Sweden to restrict travel from Denmark ahead of Christmas holidays

Sweden is set to introduce travel restrictions from the Nordic countries ahead of Christmas over concerns of a rising number of Covid infections.

A Swedish border guard at the Øresund Bridge in December 2020. Sweden is set to reintroduce restrictions on travel from Denmark.
A Swedish border guard at the Øresund Bridge in December 2020. Sweden is set to reintroduce restrictions on travel from Denmark. Photo: Martin Sylvest/Ritzau Scanpix

From December 21st, people travelling to Sweden from Norway, Denmark, Finland and Iceland will be required to show a valid Covid pass, reports Swedish news agency TT.

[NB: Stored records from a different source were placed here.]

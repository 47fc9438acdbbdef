use std::time::Duration;
use tokio::time::sleep;
use tracing::{error, info, warn};
use bleterm::{
    ConnectionParams, Direction, Encoding, LineEnding, Result, TerminalDevice, TerminalEvent,
};

#[tokio::main]
async fn main() -> Result<()> {
    // Initialize logging
    tracing_subscriber::fmt::init();

    info!("💬 bleterm Terminal Session Example");
    info!("Searching for terminal peripherals...");

    let terminal = match TerminalDevice::connect_first(ConnectionParams::default()).await {
        Ok(device) => {
            info!("✅ Connected to: {}", device.device().identity);
            device
        }
        Err(e) => {
            error!("❌ Failed to connect to device: {}", e);
            return Err(e);
        }
    };

    // Print events as they arrive
    let mut events = terminal.subscribe();
    let printer = tokio::spawn(async move {
        while let Ok(event) = events.recv().await {
            match event {
                TerminalEvent::TxFinished { text } => info!("📤 Sent: {}", text),
                TerminalEvent::TxError { reason } => warn!("⚠️  Send failed: {}", reason),
                TerminalEvent::BatteryLevel(level) => info!("🔋 Battery: {}%", level),
                TerminalEvent::Disconnected => {
                    info!("🔌 Disconnected");
                    break;
                }
                _ => {}
            }
        }
    });

    terminal.set_line_ending(LineEnding::CrLf).await;
    terminal.send("hello").await?;
    sleep(Duration::from_secs(1)).await;

    terminal.set_encoding(Encoding::Hex).await;
    terminal.send("01 02 03 FF").await?;
    sleep(Duration::from_secs(1)).await;

    // Invalid hex is rejected before anything is written
    if let Err(e) = terminal.send("0G").await {
        info!("🚫 Rejected as expected: {}", e);
    }

    if let Some(level) = terminal.battery_level().await {
        info!("🔋 Last battery level: {}%", level);
    }

    println!("\n📜 Message log");
    for entry in terminal.log_snapshot().await {
        let tag = match entry.direction {
            Direction::Received => "RX",
            Direction::Transmitted => "TX",
            Direction::BatteryNotice => "BAT",
        };
        println!("  {tag:>3} | {}", entry.text.trim_end());
    }

    terminal.disconnect().await?;
    let _ = printer.await;

    info!("✅ Example completed successfully");
    Ok(())
}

“We’re seeing an increased spread of infection in Europe but also in our neighbouring countries, and in Sweden a Covid pass is currently required for entry from all countries apart from the Nordics,” Prime Minister Magdalena Andersson told TT on Thursday.

Under current Swedish rules, all arrivals must show either an EU vaccine certificate or a vaccine certificate from a so-called “approved” country, alternatively a negative test no older than 72 hours or proof of recovery from Covid-19 – the exact rules depend on which country you’re travelling from, and some categories of travellers are exempt from the rules.

Currently, everyone travelling from Denmark, Norway, Finland and Iceland is also exempt from the entry rules.

But from December 21st, the Covid pass rules will apply to the Nordic countries too.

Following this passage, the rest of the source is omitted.